** Excerpted records follows **
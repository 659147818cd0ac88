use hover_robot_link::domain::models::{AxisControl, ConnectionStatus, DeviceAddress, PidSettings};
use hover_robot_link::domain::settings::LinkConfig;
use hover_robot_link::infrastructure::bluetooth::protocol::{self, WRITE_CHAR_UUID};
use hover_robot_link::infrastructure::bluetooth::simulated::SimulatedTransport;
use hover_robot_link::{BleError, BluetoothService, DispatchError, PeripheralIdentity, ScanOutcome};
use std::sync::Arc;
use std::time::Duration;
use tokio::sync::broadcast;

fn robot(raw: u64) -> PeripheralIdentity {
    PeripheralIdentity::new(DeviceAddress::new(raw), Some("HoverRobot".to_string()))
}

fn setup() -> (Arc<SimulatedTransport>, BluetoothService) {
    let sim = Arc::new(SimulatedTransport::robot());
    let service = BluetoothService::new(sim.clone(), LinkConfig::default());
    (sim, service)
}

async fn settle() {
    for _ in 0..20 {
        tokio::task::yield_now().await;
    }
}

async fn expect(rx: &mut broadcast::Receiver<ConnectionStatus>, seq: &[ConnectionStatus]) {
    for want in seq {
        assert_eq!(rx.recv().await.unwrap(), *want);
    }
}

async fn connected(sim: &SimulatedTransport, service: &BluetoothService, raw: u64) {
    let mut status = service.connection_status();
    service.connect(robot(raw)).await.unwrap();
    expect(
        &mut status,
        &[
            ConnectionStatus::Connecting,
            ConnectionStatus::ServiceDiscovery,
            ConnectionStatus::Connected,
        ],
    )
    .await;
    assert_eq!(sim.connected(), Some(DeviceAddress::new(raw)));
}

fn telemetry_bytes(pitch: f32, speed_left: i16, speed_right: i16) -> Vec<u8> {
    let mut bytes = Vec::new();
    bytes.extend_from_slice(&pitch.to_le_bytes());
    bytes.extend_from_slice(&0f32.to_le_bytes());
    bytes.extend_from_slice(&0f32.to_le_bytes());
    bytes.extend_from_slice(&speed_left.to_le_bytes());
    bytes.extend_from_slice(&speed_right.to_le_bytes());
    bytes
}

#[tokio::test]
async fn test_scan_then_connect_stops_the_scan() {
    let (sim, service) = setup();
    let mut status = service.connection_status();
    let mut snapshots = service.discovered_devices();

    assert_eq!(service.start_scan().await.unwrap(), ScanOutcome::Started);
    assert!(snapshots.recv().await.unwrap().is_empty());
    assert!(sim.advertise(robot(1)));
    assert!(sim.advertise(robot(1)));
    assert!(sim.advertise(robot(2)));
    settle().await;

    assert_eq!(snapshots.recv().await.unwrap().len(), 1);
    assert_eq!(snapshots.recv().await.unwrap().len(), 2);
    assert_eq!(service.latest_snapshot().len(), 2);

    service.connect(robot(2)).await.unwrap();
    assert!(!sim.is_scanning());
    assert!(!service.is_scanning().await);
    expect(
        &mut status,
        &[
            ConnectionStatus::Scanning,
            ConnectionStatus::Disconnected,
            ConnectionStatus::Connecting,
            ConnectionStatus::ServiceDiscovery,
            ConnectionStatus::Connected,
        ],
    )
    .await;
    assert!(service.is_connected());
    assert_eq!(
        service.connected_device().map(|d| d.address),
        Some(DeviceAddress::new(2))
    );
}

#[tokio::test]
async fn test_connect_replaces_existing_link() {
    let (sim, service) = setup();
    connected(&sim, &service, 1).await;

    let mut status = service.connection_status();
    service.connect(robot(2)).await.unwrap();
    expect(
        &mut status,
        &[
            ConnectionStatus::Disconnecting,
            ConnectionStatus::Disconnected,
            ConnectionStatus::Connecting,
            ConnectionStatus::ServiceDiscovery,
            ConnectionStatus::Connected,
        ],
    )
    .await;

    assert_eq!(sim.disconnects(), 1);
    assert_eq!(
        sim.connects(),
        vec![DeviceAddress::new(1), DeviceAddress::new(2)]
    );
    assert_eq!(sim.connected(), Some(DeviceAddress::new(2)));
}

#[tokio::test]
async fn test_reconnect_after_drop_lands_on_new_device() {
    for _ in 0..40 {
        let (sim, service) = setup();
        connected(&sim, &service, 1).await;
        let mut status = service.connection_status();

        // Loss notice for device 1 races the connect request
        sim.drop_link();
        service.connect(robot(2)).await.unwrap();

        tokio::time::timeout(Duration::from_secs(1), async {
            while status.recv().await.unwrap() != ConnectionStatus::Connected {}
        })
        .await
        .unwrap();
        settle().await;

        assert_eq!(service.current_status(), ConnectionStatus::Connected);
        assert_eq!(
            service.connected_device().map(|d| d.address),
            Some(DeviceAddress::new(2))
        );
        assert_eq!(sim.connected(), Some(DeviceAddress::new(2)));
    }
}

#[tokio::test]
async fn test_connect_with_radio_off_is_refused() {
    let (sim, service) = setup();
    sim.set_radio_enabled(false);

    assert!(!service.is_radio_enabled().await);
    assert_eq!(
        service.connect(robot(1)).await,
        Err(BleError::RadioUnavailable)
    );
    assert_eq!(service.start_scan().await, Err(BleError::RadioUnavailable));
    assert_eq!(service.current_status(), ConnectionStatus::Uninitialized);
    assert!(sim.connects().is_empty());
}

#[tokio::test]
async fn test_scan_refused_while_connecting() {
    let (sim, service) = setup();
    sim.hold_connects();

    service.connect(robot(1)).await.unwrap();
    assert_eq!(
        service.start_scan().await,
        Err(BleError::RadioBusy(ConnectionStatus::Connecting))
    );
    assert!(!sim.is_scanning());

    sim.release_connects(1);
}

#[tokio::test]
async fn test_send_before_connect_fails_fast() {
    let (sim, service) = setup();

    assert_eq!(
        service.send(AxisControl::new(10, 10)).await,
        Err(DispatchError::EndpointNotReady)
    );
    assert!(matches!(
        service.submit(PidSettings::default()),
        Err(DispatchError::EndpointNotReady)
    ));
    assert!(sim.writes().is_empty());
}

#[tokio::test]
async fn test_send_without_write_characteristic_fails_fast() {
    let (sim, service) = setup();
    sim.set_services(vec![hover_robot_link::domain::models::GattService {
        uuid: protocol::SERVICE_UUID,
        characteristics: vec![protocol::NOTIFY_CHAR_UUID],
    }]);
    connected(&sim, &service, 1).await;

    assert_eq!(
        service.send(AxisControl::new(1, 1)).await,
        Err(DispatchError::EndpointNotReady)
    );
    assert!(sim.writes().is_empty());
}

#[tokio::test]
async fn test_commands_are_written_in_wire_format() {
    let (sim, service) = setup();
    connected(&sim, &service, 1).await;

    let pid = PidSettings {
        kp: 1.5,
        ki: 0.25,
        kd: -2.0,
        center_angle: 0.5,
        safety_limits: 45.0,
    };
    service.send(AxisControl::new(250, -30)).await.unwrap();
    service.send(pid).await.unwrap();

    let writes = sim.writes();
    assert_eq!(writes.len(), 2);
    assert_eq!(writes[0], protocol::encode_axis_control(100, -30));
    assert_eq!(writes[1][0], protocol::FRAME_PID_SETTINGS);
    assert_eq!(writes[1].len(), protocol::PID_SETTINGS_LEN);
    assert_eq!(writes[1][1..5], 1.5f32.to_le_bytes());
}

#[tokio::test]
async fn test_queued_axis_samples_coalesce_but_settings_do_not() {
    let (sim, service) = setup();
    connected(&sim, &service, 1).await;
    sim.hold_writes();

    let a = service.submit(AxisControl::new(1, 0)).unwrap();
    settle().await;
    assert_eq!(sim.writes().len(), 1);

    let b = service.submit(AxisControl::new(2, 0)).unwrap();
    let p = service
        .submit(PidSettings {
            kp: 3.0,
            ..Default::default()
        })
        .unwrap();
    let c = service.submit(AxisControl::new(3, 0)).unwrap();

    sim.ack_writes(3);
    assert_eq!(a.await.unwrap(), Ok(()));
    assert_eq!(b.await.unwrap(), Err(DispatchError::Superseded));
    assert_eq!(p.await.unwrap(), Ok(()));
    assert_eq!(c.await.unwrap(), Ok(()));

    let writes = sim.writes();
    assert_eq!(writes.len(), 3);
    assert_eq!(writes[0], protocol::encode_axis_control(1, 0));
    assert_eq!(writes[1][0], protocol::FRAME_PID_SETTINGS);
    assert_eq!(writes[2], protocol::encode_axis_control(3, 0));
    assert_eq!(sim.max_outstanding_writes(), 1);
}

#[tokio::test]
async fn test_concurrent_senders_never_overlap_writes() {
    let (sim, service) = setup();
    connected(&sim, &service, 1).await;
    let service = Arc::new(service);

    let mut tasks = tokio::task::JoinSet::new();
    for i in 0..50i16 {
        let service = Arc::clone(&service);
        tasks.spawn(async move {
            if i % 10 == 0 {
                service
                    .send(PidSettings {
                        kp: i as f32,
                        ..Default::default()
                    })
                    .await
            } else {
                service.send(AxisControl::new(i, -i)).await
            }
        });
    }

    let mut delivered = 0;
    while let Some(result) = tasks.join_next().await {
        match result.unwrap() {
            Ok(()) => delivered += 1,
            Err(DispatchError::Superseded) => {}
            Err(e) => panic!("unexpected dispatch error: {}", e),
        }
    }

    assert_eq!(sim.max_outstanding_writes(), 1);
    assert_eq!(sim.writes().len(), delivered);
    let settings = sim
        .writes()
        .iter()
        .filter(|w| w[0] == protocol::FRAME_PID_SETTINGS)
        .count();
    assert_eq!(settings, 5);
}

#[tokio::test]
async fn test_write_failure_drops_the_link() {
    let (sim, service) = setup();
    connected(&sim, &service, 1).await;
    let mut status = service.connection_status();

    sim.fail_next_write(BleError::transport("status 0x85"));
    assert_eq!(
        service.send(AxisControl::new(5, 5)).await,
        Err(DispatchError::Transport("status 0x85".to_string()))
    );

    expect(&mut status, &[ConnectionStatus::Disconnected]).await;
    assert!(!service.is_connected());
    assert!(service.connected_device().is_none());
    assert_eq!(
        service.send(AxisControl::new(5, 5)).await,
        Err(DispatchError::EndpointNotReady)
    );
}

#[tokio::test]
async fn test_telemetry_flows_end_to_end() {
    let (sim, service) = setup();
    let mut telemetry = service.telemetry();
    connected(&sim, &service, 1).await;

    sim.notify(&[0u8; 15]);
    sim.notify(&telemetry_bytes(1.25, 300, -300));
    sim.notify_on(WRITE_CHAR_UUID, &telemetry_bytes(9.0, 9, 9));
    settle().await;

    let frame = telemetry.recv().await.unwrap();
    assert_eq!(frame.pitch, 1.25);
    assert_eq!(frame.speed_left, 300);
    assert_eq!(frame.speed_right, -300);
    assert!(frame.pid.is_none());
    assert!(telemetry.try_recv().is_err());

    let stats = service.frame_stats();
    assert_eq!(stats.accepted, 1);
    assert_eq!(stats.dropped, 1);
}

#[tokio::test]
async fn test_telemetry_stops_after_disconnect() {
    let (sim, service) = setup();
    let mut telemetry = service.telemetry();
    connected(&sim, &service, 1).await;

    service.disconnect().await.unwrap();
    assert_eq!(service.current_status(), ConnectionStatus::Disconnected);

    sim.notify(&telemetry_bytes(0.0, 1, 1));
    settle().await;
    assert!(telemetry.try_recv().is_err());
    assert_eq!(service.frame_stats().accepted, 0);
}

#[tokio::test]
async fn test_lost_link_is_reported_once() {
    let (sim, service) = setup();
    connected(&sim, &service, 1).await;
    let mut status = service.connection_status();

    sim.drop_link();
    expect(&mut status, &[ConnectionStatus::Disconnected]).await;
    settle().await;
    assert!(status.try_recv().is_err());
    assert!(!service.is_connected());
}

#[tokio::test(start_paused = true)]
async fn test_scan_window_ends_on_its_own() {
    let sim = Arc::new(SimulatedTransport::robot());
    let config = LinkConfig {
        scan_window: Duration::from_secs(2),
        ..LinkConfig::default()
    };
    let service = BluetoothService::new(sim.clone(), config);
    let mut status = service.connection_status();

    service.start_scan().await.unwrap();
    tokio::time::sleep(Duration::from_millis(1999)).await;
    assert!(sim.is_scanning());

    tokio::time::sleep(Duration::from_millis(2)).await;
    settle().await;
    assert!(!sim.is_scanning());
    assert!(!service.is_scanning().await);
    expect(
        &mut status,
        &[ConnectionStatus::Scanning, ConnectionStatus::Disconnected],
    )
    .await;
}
** End of Excerpted records **
** Excerpted records follows **
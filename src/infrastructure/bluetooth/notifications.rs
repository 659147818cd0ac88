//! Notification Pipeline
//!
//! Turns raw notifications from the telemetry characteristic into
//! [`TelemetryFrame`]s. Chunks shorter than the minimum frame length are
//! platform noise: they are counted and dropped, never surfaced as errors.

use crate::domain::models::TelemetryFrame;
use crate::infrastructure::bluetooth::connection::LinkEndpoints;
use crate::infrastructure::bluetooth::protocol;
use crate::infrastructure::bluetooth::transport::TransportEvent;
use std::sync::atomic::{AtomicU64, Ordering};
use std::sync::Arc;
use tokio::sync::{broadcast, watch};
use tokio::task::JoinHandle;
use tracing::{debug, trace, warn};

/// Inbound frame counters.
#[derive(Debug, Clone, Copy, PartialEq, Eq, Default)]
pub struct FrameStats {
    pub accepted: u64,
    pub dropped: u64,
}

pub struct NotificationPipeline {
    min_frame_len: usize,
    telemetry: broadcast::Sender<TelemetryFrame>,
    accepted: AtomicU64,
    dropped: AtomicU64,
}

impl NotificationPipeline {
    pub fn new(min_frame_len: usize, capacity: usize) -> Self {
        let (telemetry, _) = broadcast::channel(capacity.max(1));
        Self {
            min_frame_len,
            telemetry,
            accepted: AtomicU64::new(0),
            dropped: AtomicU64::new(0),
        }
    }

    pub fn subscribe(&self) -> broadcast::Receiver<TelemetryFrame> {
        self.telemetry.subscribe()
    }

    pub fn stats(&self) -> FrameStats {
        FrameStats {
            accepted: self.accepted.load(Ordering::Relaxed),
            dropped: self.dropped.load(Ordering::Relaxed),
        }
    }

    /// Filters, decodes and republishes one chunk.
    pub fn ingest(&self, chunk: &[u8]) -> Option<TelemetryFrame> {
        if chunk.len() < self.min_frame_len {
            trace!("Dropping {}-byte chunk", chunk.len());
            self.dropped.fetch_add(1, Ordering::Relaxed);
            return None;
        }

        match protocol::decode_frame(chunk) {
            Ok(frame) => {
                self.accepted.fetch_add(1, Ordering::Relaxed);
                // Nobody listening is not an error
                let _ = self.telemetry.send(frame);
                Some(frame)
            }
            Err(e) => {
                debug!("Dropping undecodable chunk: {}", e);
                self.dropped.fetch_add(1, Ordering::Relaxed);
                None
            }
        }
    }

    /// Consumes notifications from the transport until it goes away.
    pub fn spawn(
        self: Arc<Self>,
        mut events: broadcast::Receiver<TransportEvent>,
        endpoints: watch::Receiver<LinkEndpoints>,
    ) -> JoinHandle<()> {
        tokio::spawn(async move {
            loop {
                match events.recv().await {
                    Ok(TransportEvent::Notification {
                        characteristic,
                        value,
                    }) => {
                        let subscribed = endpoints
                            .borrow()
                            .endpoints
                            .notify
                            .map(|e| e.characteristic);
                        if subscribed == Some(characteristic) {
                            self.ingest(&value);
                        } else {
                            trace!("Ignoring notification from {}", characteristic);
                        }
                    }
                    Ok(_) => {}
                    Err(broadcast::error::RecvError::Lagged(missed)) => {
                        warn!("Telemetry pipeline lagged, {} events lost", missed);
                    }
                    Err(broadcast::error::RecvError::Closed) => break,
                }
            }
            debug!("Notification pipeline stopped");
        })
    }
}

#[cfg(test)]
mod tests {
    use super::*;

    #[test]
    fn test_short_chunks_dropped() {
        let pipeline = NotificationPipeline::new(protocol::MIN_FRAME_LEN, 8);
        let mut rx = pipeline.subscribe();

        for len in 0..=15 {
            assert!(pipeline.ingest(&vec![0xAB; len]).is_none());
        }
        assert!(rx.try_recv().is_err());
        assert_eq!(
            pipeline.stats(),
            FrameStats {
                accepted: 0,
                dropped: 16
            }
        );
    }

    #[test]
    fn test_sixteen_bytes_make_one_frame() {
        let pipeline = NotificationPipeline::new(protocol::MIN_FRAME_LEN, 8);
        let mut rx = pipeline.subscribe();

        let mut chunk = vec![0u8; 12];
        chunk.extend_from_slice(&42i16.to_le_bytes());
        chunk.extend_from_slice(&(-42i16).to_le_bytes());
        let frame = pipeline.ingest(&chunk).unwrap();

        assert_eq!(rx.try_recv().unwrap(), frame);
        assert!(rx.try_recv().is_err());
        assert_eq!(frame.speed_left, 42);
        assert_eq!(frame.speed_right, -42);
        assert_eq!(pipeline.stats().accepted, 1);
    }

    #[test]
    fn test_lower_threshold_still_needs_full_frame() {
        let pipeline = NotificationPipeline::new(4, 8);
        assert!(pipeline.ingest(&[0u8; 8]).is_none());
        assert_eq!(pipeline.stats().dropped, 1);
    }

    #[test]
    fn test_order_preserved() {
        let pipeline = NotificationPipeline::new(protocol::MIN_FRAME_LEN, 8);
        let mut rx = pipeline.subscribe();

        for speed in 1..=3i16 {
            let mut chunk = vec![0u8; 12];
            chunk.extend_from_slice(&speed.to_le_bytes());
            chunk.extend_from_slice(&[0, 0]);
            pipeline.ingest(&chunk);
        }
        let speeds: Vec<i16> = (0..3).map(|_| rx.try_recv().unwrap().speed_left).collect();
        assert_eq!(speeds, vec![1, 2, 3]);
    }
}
** End of Excerpted records **
Look through the material above for the string "TelemetryFrame" and copy each line that has it.

//! [`TelemetryFrame`]s. Chunks shorter than the minimum frame length are
use crate::domain::models::TelemetryFrame;
    telemetry: broadcast::Sender<TelemetryFrame>,
    pub fn subscribe(&self) -> broadcast::Receiver<TelemetryFrame> {
    pub fn ingest(&self, chunk: &[u8]) -> Option<TelemetryFrame> {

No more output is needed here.